**Supplied material**
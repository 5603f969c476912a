use dioxus::prelude::*;
use dioxus_logger::tracing;
use league_api::{
    listing::SortDirection,
    model::media::{MediaDto, MediaFilter, MediaType},
};

use crate::client::{
    api::use_client,
    component::{
        listing::{
            enum_options, use_listing, use_rows, ChoiceFilter, DateRangeFilter, FilterPanel,
            TextFilter,
        },
        page::{ApiErrorPage, EmptyState, ErrorAlert, LoadingPage, SuccessAlert},
        ConfirmationModal, Page, PaginationControls, ReasonModal,
    },
    constant::SITE_NAME,
    format,
    model::auth::AuthContext,
};

/// Sort choices offered above the gallery, as (field, label).
const SORT_FIELDS: [(&str, &str); 4] = [
    ("uploadedAt", "Upload date"),
    ("title", "Title"),
    ("viewCount", "Views"),
    ("mediaType", "Type"),
];

#[component]
pub fn Media() -> Element {
    let client = use_client();
    let auth = use_context::<AuthContext>();

    let mut media = use_resource({
        let client = client.clone();
        move || {
            let client = client.clone();
            async move {
                client
                    .media()
                    .get_all(&MediaFilter::default())
                    .await
                    .inspect_err(|err| tracing::error!("Failed to fetch media: {}", err))
            }
        }
    });
    let mut listing = use_listing(use_rows(media), "uploadedAt", SortDirection::Desc);

    let mut report_target = use_signal(|| None::<i64>);
    let mut delete_target = use_signal(|| None::<i64>);
    let mut show_report = use_signal(|| false);
    let mut show_delete = use_signal(|| false);
    let mut processing = use_signal(|| false);
    let mut notice = use_signal(|| None::<Result<String, String>>);

    let user_id = auth.read().user_id();

    let on_report = {
        let client = client.clone();
        move |reason: String| {
            let (Some(user_id), Some(media_id)) = (user_id, report_target()) else {
                return;
            };
            let client = client.clone();
            processing.set(true);
            spawn(async move {
                let reason = format!("Media #{}: {}", media_id, reason);
                match client.media().report(user_id, &reason).await {
                    Ok(()) => notice.set(Some(Ok("Thanks, the report was sent to the moderators".to_string()))),
                    Err(err) => {
                        tracing::error!("Failed to report media {}: {}", media_id, err);
                        notice.set(Some(Err(err.user_message())));
                    }
                }
                processing.set(false);
                show_report.set(false);
            });
        }
    };

    let on_delete = move |_| {
        let (Some(user_id), Some(media_id)) = (user_id, delete_target()) else {
            return;
        };
        let client = client.clone();
        processing.set(true);
        spawn(async move {
            match client.media().delete(user_id, media_id).await {
                Ok(()) => {
                    notice.set(Some(Ok("Media deleted".to_string())));
                    media.restart();
                }
                Err(err) => {
                    tracing::error!("Failed to delete media {}: {}", media_id, err);
                    notice.set(Some(Err(err.user_message())));
                }
            }
            processing.set(false);
            show_delete.set(false);
        });
    };

    let body = match &*media.read_unchecked() {
        None => return rsx!(LoadingPage {}),
        Some(Err(err)) => return rsx!(ApiErrorPage { error: err.clone() }),
        Some(Ok(_)) => listing.page.read().clone(),
    };
    let sort = listing.sort.read().clone();
    let direction_label = match sort.direction {
        SortDirection::Asc => "Ascending",
        SortDirection::Desc => "Descending",
    };

    rsx! {
        Title { "Media | {SITE_NAME}" }
        Page {
            class: "flex flex-col items-center w-full",
            div {
                class: "w-full max-w-6xl flex flex-col gap-4",
                h1 { class: "text-lg sm:text-2xl", "Media" }
                match notice() {
                    Some(Ok(message)) => rsx! { SuccessAlert { message } },
                    Some(Err(message)) => rsx! { ErrorAlert { message } },
                    None => rsx! {},
                }
                FilterPanel {
                    on_apply: move |_| listing.apply_filters(),
                    on_reset: move |_| listing.reset_filters(),
                    TextFilter { label: "Title", field: "title", filters: listing.filters }
                    ChoiceFilter {
                        label: "Type",
                        field: "mediaType",
                        options: enum_options!(MediaType),
                        filters: listing.filters
                    }
                    TextFilter { label: "Competition", field: "competitionName", filters: listing.filters }
                    TextFilter { label: "Team", field: "teamName", filters: listing.filters }
                    TextFilter { label: "Match", field: "matchTitle", filters: listing.filters }
                    TextFilter { label: "Uploaded by", field: "uploaderName", filters: listing.filters }
                    DateRangeFilter { label: "Uploaded between", field: "uploadedAt", filters: listing.filters }
                }
                div {
                    class: "flex gap-2 items-center justify-end",
                    span { class: "text-sm opacity-60", "Sort by" }
                    select {
                        class: "select select-bordered select-sm w-auto",
                        onchange: move |evt| {
                            let field = evt.value();
                            listing.sort.write().field = Some(field);
                        },
                        for (field, label) in SORT_FIELDS {
                            option {
                                value: field,
                                selected: sort.is_sorted(field),
                                "{label}"
                            }
                        }
                    }
                    button {
                        class: "btn btn-sm btn-ghost",
                        onclick: move |_| {
                            let direction = listing.sort.read().direction.toggled();
                            listing.sort.write().set_direction(direction);
                        },
                        "{direction_label}"
                    }
                }
                if listing.rows.read().is_empty() {
                    EmptyState { title: "No media found" }
                } else {
                    div {
                        class: "grid grid-cols-1 sm:grid-cols-2 lg:grid-cols-3 gap-4",
                        for item in body {
                            MediaCard {
                                can_delete: user_id.is_some() && item.uploader_id == user_id,
                                can_report: user_id.is_some(),
                                on_report: move |id| {
                                    report_target.set(Some(id));
                                    show_report.set(true);
                                },
                                on_delete: move |id| {
                                    delete_target.set(Some(id));
                                    show_delete.set(true);
                                },
                                item,
                            }
                        }
                    }
                    PaginationControls { pagination: listing.pagination }
                }
            }
            ReasonModal {
                show: show_report,
                title: "Report media",
                confirm_text: "Send report",
                confirm_class: "btn-warning",
                required: true,
                is_processing: processing(),
                on_confirm: on_report,
            }
            ConfirmationModal {
                show: show_delete,
                title: "Delete media",
                message: "This media will be permanently removed.",
                confirm_text: "Delete",
                is_processing: processing(),
                on_confirm: on_delete,
            }
        }
    }
}

#[component]
fn MediaCard(
    item: MediaDto,
    can_delete: bool,
    can_report: bool,
    on_report: EventHandler<i64>,
    on_delete: EventHandler<i64>,
) -> Element {
    let url = item.url.clone().unwrap_or_default();

    rsx! {
        div {
            class: "card bg-base-200",
            figure {
                class: "h-48 bg-base-300",
                match item.media_type {
                    Some(MediaType::Image) => rsx! {
                        img { class: "object-cover w-full h-full", src: "{url}", alt: "{format::text(item.title.as_deref())}" }
                    },
                    Some(MediaType::Video) => rsx! {
                        video { class: "w-full h-full", src: "{url}", controls: true }
                    },
                    _ => rsx! {
                        a { class: "btn btn-outline", href: "{url}", target: "_blank", "Open document" }
                    },
                }
            }
            div {
                class: "card-body gap-1",
                h3 { class: "card-title text-base", "{format::text(item.title.as_deref())}" }
                if let Some(description) = &item.description {
                    p { class: "text-sm", "{description}" }
                }
                p {
                    class: "text-xs opacity-60",
                    "{format::text(item.uploader_name.as_deref())} · {format::date_time(item.uploaded_at)} · {format::number(item.view_count)} views"
                }
                div {
                    class: "flex flex-wrap gap-1",
                    if let Some(name) = &item.competition_name {
                        span { class: "badge badge-outline badge-sm", "{name}" }
                    }
                    if let Some(name) = &item.team_name {
                        span { class: "badge badge-outline badge-sm", "{name}" }
                    }
                    if let Some(name) = &item.match_title {
                        span { class: "badge badge-outline badge-sm", "{name}" }
                    }
                }
                if let Some(id) = item.id {
                    div {
                        class: "card-actions justify-end",
                        if can_report {
                            button { class: "btn btn-xs btn-ghost", onclick: move |_| on_report.call(id), "Report" }
                        }
                        if can_delete {
                            button { class: "btn btn-xs btn-error btn-outline", onclick: move |_| on_delete.call(id), "Delete" }
                        }
                    }
                }
            }
        }
    }
}
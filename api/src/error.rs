//! Error types returned by the HTTP client and services.
//!
//! `ApiError` is the single error type every service call returns. It is `Clone`
//! and `PartialEq` so views can keep it inside a signal and render it in an alert
//! banner through [`ApiError::user_message`].

use serde::Deserialize;
use thiserror::Error;

/// Failure of a request against the league backend.
#[derive(Error, Debug, Clone, PartialEq)]
pub enum ApiError {
    /// The backend answered with a non-2xx status.
    ///
    /// `message` is taken from the body's `message` (or `error`) field when present,
    /// otherwise from the default message for the status code.
    #[error("{message}")]
    Status {
        status: u16,
        message: String,
        /// Field-level errors reported by the backend under `errors`.
        validation_errors: Vec<String>,
    },

    /// No response was received from the backend.
    #[error("Unable to reach the server: {0}")]
    Network(String),

    /// The request payload could not be serialized.
    #[error("Failed to serialize request: {0}")]
    Encode(String),

    /// The response body could not be parsed into the expected type.
    #[error("Failed to parse response: {0}")]
    Decode(String),

    /// Token refresh failed or no refresh token was available.
    #[error("Your session has expired, please log in again")]
    SessionExpired,
}

/// Error body as produced by the backend.
///
/// Spring error payloads use `message`, some handlers use `error`; both are accepted.
#[derive(Deserialize, Debug, Default)]
pub struct ErrorDto {
    #[serde(default)]
    pub message: Option<String>,
    #[serde(default)]
    pub error: Option<String>,
    #[serde(default)]
    pub errors: Vec<serde_json::Value>,
}

impl ApiError {
    /// Builds a status error from a raw response body.
    pub fn from_response(status: u16, body: &str) -> Self {
        let dto = serde_json::from_str::<ErrorDto>(body).unwrap_or_default();

        let message = dto
            .message
            .or(dto.error)
            .filter(|m| !m.trim().is_empty())
            .unwrap_or_else(|| default_status_message(status).to_string());

        let validation_errors = dto
            .errors
            .into_iter()
            .map(|value| match value {
                serde_json::Value::String(s) => s,
                serde_json::Value::Object(ref map) => map
                    .get("defaultMessage")
                    .or_else(|| map.get("message"))
                    .and_then(|m| m.as_str())
                    .map(str::to_string)
                    .unwrap_or_else(|| value.to_string()),
                other => other.to_string(),
            })
            .collect();

        ApiError::Status {
            status,
            message,
            validation_errors,
        }
    }

    /// HTTP status of the failure, if the backend answered at all.
    pub fn status(&self) -> Option<u16> {
        match self {
            ApiError::Status { status, .. } => Some(*status),
            ApiError::SessionExpired => Some(401),
            _ => None,
        }
    }

    pub fn is_unauthorized(&self) -> bool {
        self.status() == Some(401)
    }

    pub fn is_not_found(&self) -> bool {
        self.status() == Some(404)
    }

    /// Message suitable for an alert banner.
    pub fn user_message(&self) -> String {
        match self {
            ApiError::Status { message, .. } => message.clone(),
            ApiError::Network(_) => "Unable to connect to the server".to_string(),
            ApiError::Encode(_) => "Error while preparing the request".to_string(),
            other => other.to_string(),
        }
    }

    /// Prefix used when logging a failure, matching the status family.
    pub fn log_prefix(&self) -> &'static str {
        match self.status() {
            Some(400) => "Bad request",
            Some(401) => "Unauthorized",
            Some(403) => "Forbidden",
            Some(404) => "Not found",
            Some(409) => "Conflict",
            Some(422) => "Unprocessable entity",
            Some(500) => "Server error",
            Some(_) => "HTTP error",
            None => match self {
                ApiError::Network(_) => "Connection error",
                _ => "Request error",
            },
        }
    }
}

/// Fallback message for a status code when the body carries none.
pub fn default_status_message(status: u16) -> &'static str {
    match status {
        400 => "Invalid data",
        401 => "Authentication required",
        403 => "You don't have the required permissions",
        404 => "The requested resource does not exist",
        409 => "The resource already exists or conflicts with existing data",
        422 => "The provided data is invalid",
        500 => "An error occurred on the server",
        _ => "An error occurred",
    }
}

#[cfg(test)]
mod test;
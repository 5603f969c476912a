//! Checks run in the browser before anything is sent to the backend.

pub mod form;
pub mod match_sheet;

pub use form::FieldError;
pub use match_sheet::{MatchSheetDraft, MatchSheetError, MatchSheetSummary};
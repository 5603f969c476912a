mod detail;

pub use detail::{CompetitionDetail, StandingsTable};

use dioxus::prelude::*;
use dioxus_logger::tracing;
use league_api::{
    listing::SortDirection,
    model::competition::{CompetitionFilter, CompetitionStatus, CompetitionType},
};

use crate::client::{
    api::use_client,
    component::{
        listing::{
            enum_options, use_listing, use_rows, ChoiceFilter, DateRangeFilter, FilterPanel,
            SortableHeader, TextFilter,
        },
        page::{ApiErrorPage, EmptyState, LoadingPage},
        Page, PaginationControls,
    },
    constant::SITE_NAME,
    format,
    router::Route,
};

#[component]
pub fn Competitions() -> Element {
    let client = use_client();

    let competitions = use_resource(move || {
        let client = client.clone();
        async move {
            client
                .competitions()
                .get_all(&CompetitionFilter::default())
                .await
                .inspect_err(|err| tracing::error!("Failed to fetch competitions: {}", err))
        }
    });
    let listing = use_listing(use_rows(competitions), "startDate", SortDirection::Desc);

    let body = match &*competitions.read_unchecked() {
        None => return rsx!(LoadingPage {}),
        Some(Err(err)) => return rsx!(ApiErrorPage { error: err.clone() }),
        Some(Ok(_)) => listing.page.read().clone(),
    };

    rsx! {
        Title { "Competitions | {SITE_NAME}" }
        Page {
            class: "flex flex-col items-center w-full",
            div {
                class: "w-full max-w-6xl",
                h1 { class: "text-lg sm:text-2xl mb-6", "Competitions" }
                FilterPanel {
                    on_apply: move |_| listing.apply_filters(),
                    on_reset: move |_| listing.reset_filters(),
                    TextFilter { label: "Name", field: "name", filters: listing.filters }
                    TextFilter { label: "Category", field: "category", filters: listing.filters }
                    TextFilter { label: "Location", field: "location", filters: listing.filters }
                    ChoiceFilter {
                        label: "Status",
                        field: "status",
                        options: enum_options!(CompetitionStatus),
                        filters: listing.filters
                    }
                    ChoiceFilter {
                        label: "Type",
                        field: "type",
                        options: enum_options!(CompetitionType),
                        filters: listing.filters
                    }
                    DateRangeFilter { label: "Starts between", field: "startDate", filters: listing.filters }
                }
                if listing.rows.read().is_empty() {
                    EmptyState { title: "No competitions found" }
                } else {
                    div {
                        class: "overflow-x-auto",
                        table {
                            class: "table table-zebra w-full",
                            thead {
                                tr {
                                    SortableHeader { label: "Name", field: "name", sort: listing.sort }
                                    SortableHeader { label: "Category", field: "category", sort: listing.sort }
                                    SortableHeader { label: "Type", field: "type", sort: listing.sort }
                                    SortableHeader { label: "Status", field: "status", sort: listing.sort }
                                    SortableHeader { label: "Start", field: "startDate", sort: listing.sort }
                                    SortableHeader { label: "End", field: "endDate", sort: listing.sort }
                                    SortableHeader { label: "Teams", field: "registeredTeams", sort: listing.sort }
                                    th { class: "text-right", "Actions" }
                                }
                            }
                            tbody {
                                for competition in body {
                                    tr {
                                        td { class: "font-semibold", "{format::text(competition.name.as_deref())}" }
                                        td { "{format::text(competition.category.as_deref())}" }
                                        td { "{format::label(competition.competition_type.as_ref())}" }
                                        td {
                                            if let Some(status) = &competition.status {
                                                span { class: "badge {status.badge_color()}", "{status}" }
                                            }
                                        }
                                        td { "{format::date(competition.start_date)}" }
                                        td { "{format::date(competition.end_date)}" }
                                        td { "{format::number(competition.registered_teams)} / {format::number(competition.max_teams)}" }
                                        td {
                                            class: "text-right",
                                            if let Some(id) = competition.id {
                                                Link { to: Route::CompetitionDetail { id }, class: "btn btn-sm btn-ghost", "View" }
                                            }
                                        }
                                    }
                                }
                            }
                        }
                    }
                    PaginationControls { pagination: listing.pagination }
                }
            }
        }
    }
}
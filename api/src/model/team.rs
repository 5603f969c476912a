use chrono::NaiveDateTime;
use serde::{Deserialize, Serialize};

use super::player::RegisterPlayerDto;
use crate::http::{QueryParams, ToQuery};

#[derive(Serialize, Deserialize, Debug, Clone, PartialEq, Default)]
#[serde(rename_all = "camelCase", default)]
pub struct TeamDto {
    pub id: Option<i64>,
    pub name: Option<String>,
    pub description: Option<String>,
    pub logo: Option<String>,
    pub category: Option<String>,
    pub coach_id: Option<i64>,
    pub coach_name: Option<String>,
    pub player_count: Option<i32>,
    pub competition_count: Option<i32>,
    pub created_at: Option<NaiveDateTime>,
    pub updated_at: Option<NaiveDateTime>,
}

#[derive(Serialize, Deserialize, Debug, Clone, PartialEq, Default)]
#[serde(rename_all = "camelCase", default)]
pub struct CreateTeamDto {
    pub name: String,
    #[serde(skip_serializing_if = "Option::is_none")]
    pub description: Option<String>,
    #[serde(skip_serializing_if = "Option::is_none")]
    pub logo: Option<String>,
    #[serde(skip_serializing_if = "Option::is_none")]
    pub category: Option<String>,
    pub players: Vec<RegisterPlayerDto>,
}

#[derive(Serialize, Deserialize, Debug, Clone, PartialEq, Default)]
#[serde(rename_all = "camelCase", default)]
pub struct UpdateTeamDto {
    pub team_id: i64,
    #[serde(skip_serializing_if = "Option::is_none")]
    pub name: Option<String>,
    #[serde(skip_serializing_if = "Option::is_none")]
    pub description: Option<String>,
    #[serde(skip_serializing_if = "Option::is_none")]
    pub logo: Option<String>,
    #[serde(skip_serializing_if = "Option::is_none")]
    pub category: Option<String>,
}

#[derive(Serialize, Deserialize, Debug, Clone, PartialEq, Default)]
#[serde(rename_all = "camelCase", default)]
pub struct CoachTeamsDto {
    pub coach_id: Option<i64>,
    pub coach_name: Option<String>,
    pub teams: Vec<TeamDto>,
}

/// Row of a competition standings table.
#[derive(Serialize, Deserialize, Debug, Clone, PartialEq, Default)]
#[serde(rename_all = "camelCase", default)]
pub struct StandingDto {
    pub id: Option<i64>,
    pub competition_id: Option<i64>,
    pub competition_name: Option<String>,
    pub team_id: Option<i64>,
    pub team_name: Option<String>,
    pub position: Option<i32>,
    pub matches_played: Option<i32>,
    pub wins: Option<i32>,
    pub draws: Option<i32>,
    pub losses: Option<i32>,
    pub goals_for: Option<i32>,
    pub goals_against: Option<i32>,
    pub goal_difference: Option<i32>,
    pub points: Option<i32>,
    /// Last results, newest last, e.g. `W-L-D-W-W`.
    pub form: Option<String>,
}

impl StandingDto {
    /// Individual results of the form string.
    pub fn form_results(&self) -> Vec<char> {
        self.form
            .as_deref()
            .unwrap_or_default()
            .chars()
            .filter(|c| matches!(c, 'W' | 'D' | 'L'))
            .collect()
    }
}

#[derive(Debug, Clone, Default, PartialEq)]
pub struct TeamFilter {
    pub name: Option<String>,
    pub category: Option<String>,
    pub coach_name: Option<String>,
}

impl ToQuery for TeamFilter {
    fn to_query(&self) -> QueryParams {
        QueryParams::new()
            .with_opt("name", self.name.as_ref())
            .with_opt("category", self.category.as_ref())
            .with_opt("coachName", self.coach_name.as_ref())
    }
}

**Goal of the exercise**
For the word "ghost", tally the lines of the listing that include it and give the number alone.

**Expected answer**
3